> invariants, validity checks, run-time type checks, etc. should all be performed as early (and often) as possible
Having worked on numerous large-scale distributed systems, I strongly disagree (and I would think the author would too).
There is a tradeoff to strictness, which is coupling. You want to validate and type check as much as necessary—but not more. If you are over-coupled in a distributed system, it can make it difficult to change your system incrementally, as one must also do with distributed systems. A canonical example of this is closed enums, which don’t tolerate unknown values. Good luck adding a new enum value if every part of your system is strictly validating that. Each part of the system should validate what it needs in order to guarantee that that system can operate correctly, and no more.
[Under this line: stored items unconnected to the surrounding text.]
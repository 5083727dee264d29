//! Fast hashing utilities using xxHash3.
//!
//! Used for theme-cache invalidation, deterministic class-name suffixes and
//! the content-addressed substitute cache.

use xxhash_rust::xxh3::{xxh3_64, Xxh3};

/// Compute a 64-bit hash of the given string using xxHash3.
#[inline]
pub fn hash_str(data: &str) -> u64 {
    xxh3_64(data.as_bytes())
}

/// Convert a hash to a hex string (16 characters).
#[inline]
pub fn hash_to_hex(hash: u64) -> String {
    format!("{:016x}", hash)
}

/// Compute hash of a string and return as hex.
#[inline]
pub fn content_hash(content: &str) -> String {
    hash_to_hex(hash_str(content))
}

/// Hash several parts as one key.
///
/// Parts are length-prefixed so `["ab", "c"]` and `["a", "bc"]` differ.
pub fn hash_parts<'a, I>(parts: I) -> u64
where
    I: IntoIterator<Item = &'a str>,
{
    let mut hasher = Xxh3::new();
    for part in parts {
        hasher.update(&(part.len() as u64).to_le_bytes());
        hasher.update(part.as_bytes());
    }
    hasher.digest()
}

/// Short hash used inside generated class names.
///
/// Base-36 encoded and truncated to `len` characters (at most 13).
pub fn short_hash(data: &str, len: usize) -> String {
    const ALPHABET: &[u8; 36] = b"0123456789abcdefghijklmnopqrstuvwxyz";
    let mut value = hash_str(data);
    let mut out = Vec::with_capacity(13);
    while out.len() < 13 {
        out.push(ALPHABET[(value % 36) as usize]);
        value /= 36;
    }
    out.truncate(len.min(13));
    // SAFETY: alphabet is ASCII
    unsafe { String::from_utf8_unchecked(out) }
}
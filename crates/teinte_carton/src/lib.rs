//! Carton - The toolbox shared by every Teinte crate.
//!
//! Holds the small pieces the color engine and the build integration both
//! need: content hashing for cache keys, path normalization for module ids,
//! and re-exports of the collection types used throughout the workspace.
//!
//! # Example
//!
//! ```
//! use teinte_carton::hash::content_hash;
//! use teinte_carton::path::to_posix;
//!
//! assert_eq!(content_hash("a{color:red}").len(), 16);
//! assert_eq!(to_posix("node_modules\\less\\index.js"), "node_modules/less/index.js");
//! ```

pub mod hash;
pub mod path;

// Re-export smallvec for stack-optimized collections
pub use smallvec::{smallvec, SmallVec};

// Re-export rustc-hash for fast hash maps/sets
pub use rustc_hash::{FxHashMap, FxHashSet};
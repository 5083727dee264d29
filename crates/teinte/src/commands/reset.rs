//! Reset command - Restore the pristine preprocessors

use clap::Args;
use teinte::config::TeinteConfig;
use teinte_atelier::{PreprocessorSubstitution, StyleLang, ThemeError, ThemeResult};

#[derive(Args)]
pub struct ResetArgs {
    /// Language to restore (repeatable, default: every installed language)
    #[arg(short, long, value_parser = super::parse_lang)]
    pub lang: Vec<StyleLang>,
}

pub fn run(args: ResetArgs, config: &TeinteConfig) -> ThemeResult<()> {
    let substitution = PreprocessorSubstitution::new(config.project_root());
    let explicit = !args.lang.is_empty();
    let langs = if explicit {
        args.lang
    } else {
        StyleLang::ALL.to_vec()
    };

    let mut packages = Vec::new();
    for lang in langs {
        if packages.contains(&lang.package_name()) {
            continue;
        }
        packages.push(lang.package_name());
        match substitution.reset(lang) {
            Ok(true) => eprintln!("{lang}: restored original package"),
            Ok(false) => eprintln!("{lang}: not substituted"),
            Err(ThemeError::MissingPreprocessor { .. }) if !explicit => {
                tracing::debug!(%lang, "no package to restore");
            }
            Err(e) => return Err(e),
        }
    }
    Ok(())
}
//! Build session context.
//!
//! A [`ThemeSession`] is created when the host configuration is resolved and
//! lives until the process exits. Options are frozen at creation; the only
//! mutable parts are the scope paths, the compiled-style collector and the
//! theme style cache.

use std::path::{Path, PathBuf};
use std::sync::Arc;

use parking_lot::{Mutex, MutexGuard, RwLock, RwLockReadGuard};
use serde::{Deserialize, Serialize};
use teinte_pigment::{ForcedColors, ScopedCss};

use crate::arbitrary::ThemeOutput;
use crate::collector::ThemeCollector;
use crate::error::ThemeResult;
use crate::options::{StyleLang, ThemeOptions, ThemePluginOptions};
use crate::registry::ScopeRegistry;

/// Directory under the project root holding generated files and caches.
pub const CACHE_DIR: &str = "node_modules/.teinte";

/// Host command of the session.
#[derive(Debug, Clone, Copy, Default, PartialEq, Eq, Serialize, Deserialize)]
#[serde(rename_all = "lowercase")]
pub enum BuildCommand {
    #[default]
    Serve,
    Build,
}

impl BuildCommand {
    pub fn as_str(self) -> &'static str {
        match self {
            BuildCommand::Serve => "serve",
            BuildCommand::Build => "build",
        }
    }
}

/// Last computed theme and the inputs it was computed from.
#[derive(Debug, Clone)]
struct CachedThemeStyle {
    /// `None` once invalidated. The output is kept as the fallback.
    key: Option<u64>,
    output: Arc<ThemeOutput>,
}

/// Builder for [`ThemeSession`].
#[derive(Debug, Clone, Default)]
pub struct SessionBuilder {
    options: ThemeOptions,
    registry: ScopeRegistry,
    langs: Vec<StyleLang>,
    command: BuildCommand,
    root: PathBuf,
}

impl SessionBuilder {
    pub fn new(options: ThemeOptions) -> Self {
        Self {
            options,
            ..Default::default()
        }
    }

    /// Merge per-language options and scopes in declaration order.
    pub fn from_plugin_options(options: &ThemePluginOptions) -> Self {
        let mut builder = Self::new(ThemeOptions::from_plugin_options(options));
        for (lang, opts) in options.languages() {
            builder.langs.push(lang);
            builder.registry.register_all(&opts.multiple_scope_vars);
        }
        builder
    }

    pub fn command(mut self, command: BuildCommand) -> Self {
        self.command = command;
        self
    }

    pub fn root(mut self, root: impl Into<PathBuf>) -> Self {
        self.root = root.into();
        self
    }

    pub fn lang(mut self, lang: StyleLang) -> Self {
        if !self.langs.contains(&lang) {
            self.langs.push(lang);
        }
        self
    }

    pub fn registry(mut self, registry: ScopeRegistry) -> Self {
        self.registry = registry;
        self
    }

    pub fn options(&self) -> &ThemeOptions {
        &self.options
    }

    pub fn scope_registry(&self) -> &ScopeRegistry {
        &self.registry
    }

    pub fn build(self) -> Arc<ThemeSession> {
        tracing::debug!(
            command = self.command.as_str(),
            scopes = self.registry.len(),
            arbitrary = self.options.arbitrary_mode,
            "theme session created"
        );
        let forced = ForcedColors::new(&self.options.include_style_with_colors);
        Arc::new(ThemeSession {
            options: self.options,
            command: self.command,
            root: self.root,
            langs: self.langs,
            forced,
            registry: RwLock::new(self.registry),
            collector: Mutex::new(ThemeCollector::new()),
            cache: Mutex::new(None),
        })
    }
}

/// Shared context passed to every engine operation.
#[derive(Debug)]
pub struct ThemeSession {
    options: ThemeOptions,
    command: BuildCommand,
    root: PathBuf,
    langs: Vec<StyleLang>,
    forced: ForcedColors,
    registry: RwLock<ScopeRegistry>,
    collector: Mutex<ThemeCollector>,
    cache: Mutex<Option<CachedThemeStyle>>,
}

impl ThemeSession {
    pub fn builder(options: ThemeOptions) -> SessionBuilder {
        SessionBuilder::new(options)
    }

    #[inline]
    pub fn options(&self) -> &ThemeOptions {
        &self.options
    }

    #[inline]
    pub fn command(&self) -> BuildCommand {
        self.command
    }

    #[inline]
    pub fn is_build(&self) -> bool {
        self.command == BuildCommand::Build
    }

    #[inline]
    pub fn root(&self) -> &Path {
        &self.root
    }

    #[inline]
    pub fn langs(&self) -> &[StyleLang] {
        &self.langs
    }

    /// Resolve a configured path against the project root.
    pub fn resolve_path(&self, path: &Path) -> PathBuf {
        if path.is_absolute() {
            path.to_path_buf()
        } else {
            self.root.join(path)
        }
    }

    pub fn cache_dir(&self) -> PathBuf {
        self.root.join(CACHE_DIR)
    }

    /// Absolute path of the generated runtime theme module.
    pub fn runtime_output_path(&self) -> PathBuf {
        self.resolve_path(&self.options.custom_theme_output_path)
    }

    /// Whether per-scope theme files are extracted in this session.
    pub fn extract_enabled(&self) -> bool {
        self.is_build() && self.options.extract && !self.options.arbitrary_mode
    }

    pub fn registry(&self) -> RwLockReadGuard<'_, ScopeRegistry> {
        self.registry.read()
    }

    pub fn default_scope(&self) -> Option<String> {
        self.registry
            .read()
            .default_scope(&self.options.default_scope_name)
            .map(str::to_string)
    }

    pub fn is_scope_source(&self, file: &Path) -> bool {
        self.registry.read().is_scope_source(file, &self.root)
    }

    /// Extend a scope's variable files. New files invalidate the theme cache.
    pub fn extend_scope_paths<I, P>(&self, scope_name: &str, paths: I) -> bool
    where
        I: IntoIterator<Item = P>,
        P: AsRef<Path>,
    {
        let added = self.registry.write().extend_paths(scope_name, paths);
        if added {
            self.invalidate_theme_cache();
        }
        added
    }

    pub fn collector(&self) -> MutexGuard<'_, ThemeCollector> {
        self.collector.lock()
    }

    /// Report a module compiled once per scope.
    ///
    /// Returns the CSS the module itself should carry: the shared part when
    /// theme files are extracted, otherwise shared plus every scoped theme.
    pub fn compile_scoped(&self, module_id: &str, outputs: &[(String, String)]) -> ThemeResult<String> {
        let scoped = ScopedCss::assemble(outputs, &self.forced)?;
        let css = if self.extract_enabled() {
            scoped.common_css()
        } else {
            scoped.combined_css()
        };
        tracing::debug!(module_id, scopes = outputs.len(), "recorded scoped module");
        self.collector.lock().record_scoped(module_id, scoped);
        Ok(css)
    }

    /// Report a module compiled in arbitrary mode. The CSS passes through.
    pub fn compile_arbitrary(&self, module_id: &str, css: &str) -> String {
        tracing::debug!(module_id, "recorded palette source");
        self.collector.lock().record_source(module_id, css);
        css.to_string()
    }

    /// Cached theme when it was computed from `key`.
    pub fn cached_theme(&self, key: u64) -> Option<Arc<ThemeOutput>> {
        self.cache
            .lock()
            .as_ref()
            .filter(|cached| cached.key == Some(key))
            .map(|cached| Arc::clone(&cached.output))
    }

    /// Last computed theme, even if invalidated since.
    pub fn last_theme(&self) -> Option<Arc<ThemeOutput>> {
        self.cache.lock().as_ref().map(|cached| Arc::clone(&cached.output))
    }

    /// Store a computed theme. The latest store wins.
    pub fn store_theme(&self, key: u64, output: Arc<ThemeOutput>) {
        *self.cache.lock() = Some(CachedThemeStyle {
            key: Some(key),
            output,
        });
    }

    pub fn invalidate_theme_cache(&self) {
        if let Some(cached) = self.cache.lock().as_mut() {
            cached.key = None;
        }
    }
}

#[cfg(test)]
mod tests {
    use super::*;
    use crate::options::{LanguageOptions, ScopeVarConfig};

    fn plugin_options() -> ThemePluginOptions {
        let mut options = ThemePluginOptions::default();
        options.set(
            StyleLang::Less,
            LanguageOptions {
                multiple_scope_vars: vec![
                    ScopeVarConfig::new("light", ["src/light.less"]),
                    ScopeVarConfig::new("dark", ["src/dark.less"]),
                ],
                ..Default::default()
            },
        );
        options.set(
            StyleLang::Scss,
            LanguageOptions {
                multiple_scope_vars: vec![ScopeVarConfig::new("dark", ["src/dark.scss"])],
                ..Default::default()
            },
        );
        options
    }

    #[test]
    fn test_builder_merges_languages() {
        let session = SessionBuilder::from_plugin_options(&plugin_options())
            .root("/project")
            .command(BuildCommand::Build)
            .build();
        assert_eq!(session.langs(), &[StyleLang::Less, StyleLang::Scss]);
        assert_eq!(session.registry().len(), 2);
        assert_eq!(session.registry().get("dark").unwrap().paths.len(), 2);
        assert_eq!(session.default_scope().as_deref(), Some("light"));
        assert!(session.extract_enabled());
        assert!(session.is_scope_source(Path::new("/project/src/dark.scss")));
    }

    #[test]
    fn test_compile_scoped_depends_on_extraction() {
        let outputs = vec![
            ("light".to_string(), ".a{color:#fff;margin:0}".to_string()),
            ("dark".to_string(), ".a{color:#000;margin:0}".to_string()),
        ];

        let build = SessionBuilder::from_plugin_options(&plugin_options())
            .command(BuildCommand::Build)
            .build();
        assert_eq!(build.compile_scoped("/a.less", &outputs).unwrap(), ".a{margin:0}");

        let serve = SessionBuilder::from_plugin_options(&plugin_options()).build();
        assert_eq!(
            serve.compile_scoped("/a.less", &outputs).unwrap(),
            ".a{margin:0}\n.light .a{color:#fff}\n.dark .a{color:#000}"
        );
        assert_eq!(serve.collector().scoped_modules().count(), 1);
    }

    #[test]
    fn test_theme_cache_invalidation_keeps_fallback() {
        let session = ThemeSession::builder(ThemeOptions::default()).build();
        let output = Arc::new(ThemeOutput::default());
        session.store_theme(7, Arc::clone(&output));
        assert!(session.cached_theme(7).is_some());
        assert!(session.cached_theme(8).is_none());

        session.invalidate_theme_cache();
        assert!(session.cached_theme(7).is_none());
        assert!(session.last_theme().is_some());
    }

    #[test]
    fn test_extend_scope_paths_invalidates() {
        let session = SessionBuilder::from_plugin_options(&plugin_options()).build();
        session.store_theme(1, Arc::new(ThemeOutput::default()));
        assert!(session.extend_scope_paths("light", ["src/extra.less"]));
        assert!(session.cached_theme(1).is_none());
    }
}
/// Merged options of a session.
#[derive(Debug, Clone, Serialize, Deserialize)]
#[serde(rename_all = "camelCase", default)]
pub struct ThemeOptions {
    /// Output directory of extracted assets. Empty means the host assets dir.
    pub output_dir: String,
    /// Scope linked by default. Empty means the first registered scope.
    pub default_scope_name: String,
    pub include_style_with_colors: Vec<ForcedColor>,
    pub extract: bool,
    pub theme_link_tag_id: String,
    pub theme_link_tag_inject_to: InjectTo,
    pub remove_css_scope_name: bool,
    #[serde(skip_serializing_if = "Option::is_none")]
    pub custom_theme_css_file_name: Option<CssFileNamer>,
    pub arbitrary_mode: bool,
    pub default_primary_color: String,
    pub custom_theme_output_path: PathBuf,
    pub style_tag_id: String,
    #[serde(rename = "InjectDefaultStyleTagToHtml")]
    pub inject_default_style_tag_to_html: StyleTagInjection,
    pub hue_diff_controls: HueDiffControls,
    pub minify: bool,
}

impl Default for ThemeOptions {
    fn default() -> Self {
        Self {
            output_dir: String::new(),
            default_scope_name: String::new(),
            include_style_with_colors: Vec::new(),
            extract: true,
            theme_link_tag_id: "theme-link-tag".to_string(),
            theme_link_tag_inject_to: InjectTo::Head,
            remove_css_scope_name: false,
            custom_theme_css_file_name: None,
            arbitrary_mode: false,
            default_primary_color: String::new(),
            custom_theme_output_path: PathBuf::from(DEFAULT_CUSTOM_THEME_OUTPUT_PATH),
            style_tag_id: "custom-theme-tagid".to_string(),
            inject_default_style_tag_to_html: StyleTagInjection::Enabled,
            hue_diff_controls: HueDiffControls::default(),
            minify: false,
        }
    }
}

macro_rules! merge_fields {
    ($target:ident, $source:ident, $($field:ident),+ $(,)?) => {
        $(
            if let Some(value) = &$source.$field {
                $target.$field = value.clone();
            }
        )+
    };
}

impl ThemeOptions {
    /// Override every scalar the language sets.
    pub fn merge(&mut self, lang: &LanguageOptions) {
        merge_fields!(
            self,
            lang,
            output_dir,
            default_scope_name,
            include_style_with_colors,
            extract,
            theme_link_tag_id,
            theme_link_tag_inject_to,
            remove_css_scope_name,
            arbitrary_mode,
            default_primary_color,
            custom_theme_output_path,
            style_tag_id,
            inject_default_style_tag_to_html,
            hue_diff_controls,
            minify,
        );
        if let Some(namer) = &lang.custom_theme_css_file_name {
            self.custom_theme_css_file_name = Some(namer.clone());
        }
    }

    /// Merge all languages in declaration order.
    pub fn from_plugin_options(options: &ThemePluginOptions) -> Self {
        let mut merged = Self::default();
        for (_, lang) in options.languages() {
            merged.merge(lang);
        }
        merged
    }
}

#[cfg(test)]
mod tests {
    use super::*;

    #[test]
    fn test_style_module_ids() {
        assert_eq!(StyleLang::from_module_id("/src/a.less"), Some(StyleLang::Less));
        assert_eq!(
            StyleLang::from_module_id("/src/App.vue?vue&type=style&index=0&lang.scss"),
            Some(StyleLang::Scss)
        );
        assert_eq!(
            StyleLang::from_module_id("/src/a.sass?direct"),
            Some(StyleLang::Sass)
        );
        assert!(!is_style_module("/src/a.css"));
        assert!(!is_style_module("/src/less.js"));
    }

    #[test]
    fn test_package_names() {
        assert_eq!(StyleLang::Less.package_name(), "less");
        assert_eq!(StyleLang::Scss.package_name(), "sass");
        assert_eq!(StyleLang::Sass.factory_name(), "getSass");
    }

    #[test]
    fn test_deserialize_language_options() {
        let json = r##"{
            "multipleScopeVars": [
                { "scopeName": "theme-default", "path": "src/theme/default.less" },
                { "scopeName": "theme-dark", "path": ["src/theme/dark.less", "src/theme/extra.less"] }
            ],
            "arbitraryMode": true,
            "defaultPrimaryColor": "#1890ff",
            "includeStyleWithColors": [{ "color": "#ffffff", "inGradient": true }],
            "InjectDefaultStyleTagToHtml": "head",
            "themeLinkTagInjectTo": "body-prepend",
            "customThemeCssFileName": "theme-[name]",
            "hueDiffControls": { "low": 2, "high": 3 }
        }"##;
        let options: LanguageOptions = serde_json::from_str(json).unwrap();
        assert_eq!(options.multiple_scope_vars.len(), 2);
        assert_eq!(
            options.multiple_scope_vars[0].path,
            ScopePaths::One(PathBuf::from("src/theme/default.less"))
        );
        assert_eq!(options.multiple_scope_vars[1].path.iter().count(), 2);
        assert_eq!(options.arbitrary_mode, Some(true));
        assert_eq!(
            options.inject_default_style_tag_to_html,
            Some(StyleTagInjection::Head)
        );
        assert_eq!(options.theme_link_tag_inject_to, Some(InjectTo::BodyPrepend));
        assert_eq!(
            options
                .custom_theme_css_file_name
                .and_then(|n| n.file_stem("dark")),
            Some("theme-dark".to_string())
        );
        assert_eq!(options.hue_diff_controls.map(|h| h.high), Some(3.0));
    }

    #[test]
    fn test_style_tag_injection_bool() {
        let on: StyleTagInjection = serde_json::from_str("true").unwrap();
        let off: StyleTagInjection = serde_json::from_str("false").unwrap();
        assert_eq!(on, StyleTagInjection::Enabled);
        assert_eq!(off, StyleTagInjection::Disabled);
        assert_eq!(serde_json::to_string(&StyleTagInjection::Body).unwrap(), "\"body\"");
    }

    #[test]
    fn test_merge_later_language_wins() {
        let mut options = ThemePluginOptions::default();
        options.set(
            StyleLang::Less,
            LanguageOptions {
                output_dir: Some("less-out".to_string()),
                extract: Some(false),
                ..Default::default()
            },
        );
        options.set(
            StyleLang::Scss,
            LanguageOptions {
                output_dir: Some("scss-out".to_string()),
                ..Default::default()
            },
        );
        let merged = ThemeOptions::from_plugin_options(&options);
        assert_eq!(merged.output_dir, "scss-out");
        assert!(!merged.extract);
        assert_eq!(merged.style_tag_id, "custom-theme-tagid");
    }

    #[test]
    fn test_custom_namer() {
        let namer = CssFileNamer::custom(|scope| (scope != "skip").then(|| format!("t-{scope}")));
        assert_eq!(namer.file_stem("dark"), Some("t-dark".to_string()));
        assert_eq!(namer.file_stem("skip"), None);
        assert_eq!(CssFileNamer::Template(String::new()).file_stem("x"), None);
    }
}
It's not a matter of distributed systems, but a matter of systems where only parts of it are updated on prod at the same time.
You could easily imagine a huge release, where the whole codebase gets pushed to prod at the same time. Then, the whole issue of versioning APIs disappears. However, it would require more discipline (probably unachievable at Google scale), so most companies prefer the slowly-burning garbage fire of versioned APIs and backward/forward compatiblity of messages.
While atomic big-bang releases have their benefits (and drawbacks), I don't think there's any way to avoid dealing with data backward compatibility in at least some way. Old versions of data always exist in your system (in databases, message queues, replay logs, caches, retry loops in external parties, even on the wire at the time of the release in some cases). While explicit and long term API versioning may not be needed in some release processes, a strategy for coping with old data becomes necessary past a certain scale. Migrating all extant data (not just your RDBMS) at the same time as the big-bang release is not practical.
> Each part of the system should validate what it needs
Easier said than done. Each part of the system can't know what it needs, since you've just added a new thing it might need to contend with.
The point of closed enums is to force these checks, even if all you're doing is adding a new fall through to ignore it, since at least that means you've considered it.
> Each part of the system can't know what it needs,
Yeah it can. It needs what it needed before.
If you have a system that is shipping stuff to customers, it doesn't have to care about the new childhoodPetName Field that you've added for a different part of the system.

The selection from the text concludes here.